Any fan of Peyton Manning or the NFL generally knows that Manning is the consummate professional. He treats the fans, media personnel, teammates, and opponents with respect. He works as hard—and probably harder—at his craft than any other player in the league. And he produces one fun, family-friendly commercial after another, showing his sense of humor and a humble assessment of his own importance. But what many fans of Manning and the NFL may not be aware of is Manning’s Christian faith.

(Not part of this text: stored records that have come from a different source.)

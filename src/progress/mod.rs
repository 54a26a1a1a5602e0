//! Progress module - how a run advances.
//!
//! - `completion`: task toggling and the step completion rule
//! - `activation`: which steps become active after a step completes
//! - `stats`: progress counters

mod activation;
mod completion;
mod stats;

pub use activation::{initial_active, is_finished, next_active, next_active_after};
pub use completion::{
    meets_completion_rule, reconcile_step_completion, toggle_task, ToggleOutcome, Transition,
};
pub use stats::{progress, step_progress, ProcedureProgress, StepProgress};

In Peyton’s book Manning (available on Amazon in Kindle here and paperback here), which he co-wrote with his father Archie Manning in 2001, the record-setting quarterback gives a rare description of his faith and its importance to him. The description is a rare one, not because Peyton’s faith is an insignificant part of his life, but because, as Peyton explains, he has intentionally chosen to speak more by his actions than by his words.
For me generally it had always been the big four: faith, family, friends, and football. . . . as important as football is to me, it can never be higher than fourth. My faith has been number one since I was thirteen years old . . .

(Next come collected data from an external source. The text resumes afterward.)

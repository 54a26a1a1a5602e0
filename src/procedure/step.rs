//! Steps of a procedure and their compact identifiers.
//!
//! A step id such as `"5.2"` encodes two ordinals:
//! - `major` (5): the step's position in the procedure sequence
//! - `minor` (2): its parallel slot when several technicians work the same stage
//!
//! # Invariants
//! - Step ids are unique within a procedure
//! - Steps sharing a `major` are mutually parallel and share a layout column

use chrono::{DateTime, Utc};
use serde::{Deserialize, Serialize};
use std::cmp::Ordering;

use super::task::Task;

/// Sentinel id for the non-sequential addendum step.
///
/// A step with this id is treated as standalone even without the
/// [`StepKind::Standalone`] tag.
pub const STANDALONE_STEP_ID: &str = "addendum";

/// Parsed `(major, minor?)` pair of a step id.
///
/// Ordering is canonical procedure order: by `major`, then `minor`, with a
/// missing minor sorting before any explicit slot.
#[derive(Debug, Clone, Copy, PartialEq, Eq, Hash, PartialOrd, Ord)]
pub struct Ordinal {
    pub major: u32,
    pub minor: Option<u32>,
}

impl Ordinal {
    /// Parse a step id of the form `"<major>"` or `"<major>.<minor>"`.
    ///
    /// Returns `None` for anything else (empty, non-numeric, more than two groups).
    pub fn parse(id: &str) -> Option<Self> {
        let mut parts = id.trim().split('.');
        let major = parse_group(parts.next()?)?;
        let minor = match parts.next() {
            Some(group) => Some(parse_group(group)?),
            None => None,
        };
        if parts.next().is_some() {
            return None;
        }
        Some(Self { major, minor })
    }

    /// Parse a step id, placing malformed ids in the first column (`major = 0`).
    ///
    /// Silent: malformed ids are reported once, by [`Procedure::validate`].
    ///
    /// [`Procedure::validate`]: crate::procedure::Procedure::validate
    pub fn parse_lenient(id: &str) -> Self {
        Self::parse(id).unwrap_or(Self {
            major: 0,
            minor: None,
        })
    }

    /// Whether the minor slot is odd. A missing minor counts as slot 1.
    pub fn is_odd_slot(&self) -> bool {
        self.minor.unwrap_or(1) % 2 == 1
    }
}

fn parse_group(group: &str) -> Option<u32> {
    if group.is_empty() || !group.bytes().all(|b| b.is_ascii_digit()) {
        return None;
    }
    group.parse().ok()
}

/// Which technician role a step is assigned to.
#[derive(Debug, Clone, Copy, PartialEq, Eq, Hash, Default, Serialize, Deserialize)]
pub enum Assignment {
    #[serde(rename = "A")]
    A,
    #[serde(rename = "B")]
    B,
    #[default]
    #[serde(rename = "both")]
    Both,
}

impl Assignment {
    /// Whether two steps with these assignments are connected across adjacent columns.
    ///
    /// Shared (`Both`) steps fan out to / fan in from every neighbour; otherwise
    /// only steps in the same technician's lane connect.
    pub fn connects_to(self, other: Assignment) -> bool {
        self == Assignment::Both || other == Assignment::Both || self == other
    }
}

/// Position of a step on the canvas.
#[derive(Debug, Clone, Copy, PartialEq, Eq, Hash, Default, Serialize, Deserialize)]
pub struct Position {
    pub x: i64,
    pub y: i64,
}

impl Position {
    pub fn new(x: i64, y: i64) -> Self {
        Self { x, y }
    }

    pub fn is_origin(&self) -> bool {
        self.x == 0 && self.y == 0
    }
}

/// Whether a step takes part in the sequential flow.
#[derive(Debug, Clone, Copy, PartialEq, Eq, Default, Serialize, Deserialize)]
#[serde(rename_all = "lowercase")]
pub enum StepKind {
    #[default]
    Sequential,
    /// Addendum block placed beneath the sequence and excluded from columns.
    Standalone,
}

/// One node of the procedure graph.
#[derive(Debug, Clone, PartialEq, Serialize, Deserialize)]
#[serde(rename_all = "camelCase")]
pub struct Step {
    pub id: String,

    #[serde(default)]
    pub title: String,

    #[serde(default)]
    pub technician_assignment: Assignment,

    #[serde(default)]
    pub position: Position,

    #[serde(default)]
    pub tasks: Vec<Task>,

    #[serde(default)]
    pub kind: StepKind,

    /// For standalone steps: the step it hangs beneath.
    #[serde(default, skip_serializing_if = "Option::is_none")]
    pub anchor: Option<String>,

    /// Technician bound to this specific step, overriding the role binding.
    #[serde(default, skip_serializing_if = "Option::is_none")]
    pub technician_id: Option<String>,

    #[serde(default, skip_serializing_if = "Option::is_none")]
    pub completed_at: Option<DateTime<Utc>>,

    #[serde(default, skip_serializing_if = "Option::is_none")]
    pub completed_by: Option<String>,

    #[serde(default, skip_serializing_if = "Option::is_none")]
    pub completed_by_initials: Option<String>,
}

impl Step {
    pub fn new(id: impl Into<String>, assignment: Assignment, tasks: Vec<Task>) -> Self {
        Self {
            id: id.into(),
            title: String::new(),
            technician_assignment: assignment,
            position: Position::default(),
            tasks,
            kind: StepKind::Sequential,
            anchor: None,
            technician_id: None,
            completed_at: None,
            completed_by: None,
            completed_by_initials: None,
        }
    }

    pub fn with_title(mut self, title: impl Into<String>) -> Self {
        self.title = title.into();
        self
    }

    pub fn with_position(mut self, position: Position) -> Self {
        self.position = position;
        self
    }

    /// Mark this step as the standalone addendum, optionally hung beneath `anchor`.
    pub fn standalone(mut self, anchor: Option<&str>) -> Self {
        self.kind = StepKind::Standalone;
        self.anchor = anchor.map(str::to_string);
        self
    }

    pub fn ordinal(&self) -> Option<Ordinal> {
        Ordinal::parse(&self.id)
    }

    pub fn ordinal_lenient(&self) -> Ordinal {
        Ordinal::parse_lenient(&self.id)
    }

    pub fn is_standalone(&self) -> bool {
        self.kind == StepKind::Standalone || self.id == STANDALONE_STEP_ID
    }

    pub fn is_complete(&self) -> bool {
        self.completed_at.is_some()
    }

    pub fn task(&self, task_id: &str) -> Option<&Task> {
        self.tasks.iter().find(|t| t.id == task_id)
    }

    pub fn task_mut(&mut self, task_id: &str) -> Option<&mut Task> {
        self.tasks.iter_mut().find(|t| t.id == task_id)
    }

    /// Tasks whose description carries a structured document reference.
    pub fn reference_tasks(&self) -> impl Iterator<Item = &Task> {
        self.tasks.iter().filter(|t| t.has_reference())
    }

    /// Drop completion and attribution.
    pub fn clear_completion(&mut self) {
        self.completed_at = None;
        self.completed_by = None;
        self.completed_by_initials = None;
    }
}

/// Indices of `steps` in canonical sequence order (major, then minor).
///
/// Ties (duplicate or malformed ids) keep their input order.
pub fn canonical_order(steps: &[Step]) -> Vec<usize> {
    let ordinals: Vec<Ordinal> = steps.iter().map(Step::ordinal_lenient).collect();
    let mut order: Vec<usize> = (0..steps.len()).collect();
    order.sort_by(|&a, &b| match ordinals[a].cmp(&ordinals[b]) {
        Ordering::Equal => a.cmp(&b),
        other => other,
    });
    order
}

Some players get more vocal about it . . . and some point to Heaven after scoring a touchdown and praise God after games. I have no problem with that. But I don’t do it, and don’t think it makes me any less a Christian. I just want my actions to speak louder, and I don’t want to be more of a target for criticism . . .
My faith doesn’t make me perfect, it makes me forgiven, and provides me the assurance I looked for half my life ago. . .

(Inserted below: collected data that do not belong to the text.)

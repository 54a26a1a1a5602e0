//! # servicerun
//!
//! Procedure-progression engine for multi-technician service runs.
//!
//! A service procedure is a graph of steps, each a checklist of tasks. Two
//! technicians (roles A and B) work through it, sometimes in parallel. This
//! library provides:
//! - Reference matching on task descriptions (`1.2.3 Check torque`)
//! - Step completion gated on reference-bearing tasks, with attribution
//! - Activation of the next step, or parallel steps, after a completion
//! - Deterministic canvas layout in sequence-aligned or centered mode
//! - Merging of saved progress onto a possibly changed definition
//!
//! ## Architecture
//!
//! ```text
//!   definition ──► merge::reconcile ◄── store (memory | file | sqlite)
//!                        │                        ▲
//!                        ▼                        │ snapshot
//!                   run::ServiceRun ──────────────┘
//!                   │      │      │
//!        progress::toggle  │   layout::layout
//!                          ▼
//!              progress::next_active
//! ```
//!
//! Everything except `store` and `run` is pure and synchronous.
//!
//! ## Modules
//! - `procedure`: Definitions, steps, tasks, edges, catalog
//! - `reference`: Reference matcher and section-grouped checklists
//! - `progress`: Completion state machine, activation planner, statistics
//! - `layout`: Layout planner
//! - `merge`: Persistence merger and snapshots
//! - `technician`: Technician directory and session role bindings
//! - `store`: Key-value snapshot storage
//! - `run`: Service run driver

pub mod config;
pub mod layout;
pub mod merge;
pub mod procedure;
pub mod progress;
pub mod reference;
pub mod run;
pub mod store;
pub mod technician;
pub mod util;

pub use config::Config;
pub use procedure::Procedure;
pub use run::{RunError, RunOptions, ServiceRun};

I’ve been blessed—having so little go wrong in my life, and being given so much. I pray every night, sometimes long prayers about a lot of things and a lot of people, but I don’t talk about it or brag about it because that’s between God and me, and I’m no better than anybody else in God’s sight.
But I consider myself fortunate to be able to go to Him for guidance, and I hope (and pray) I don’t do too many things that displease Him. . . . I believe, too, that life is much better and freer when you’re committed to God in that way.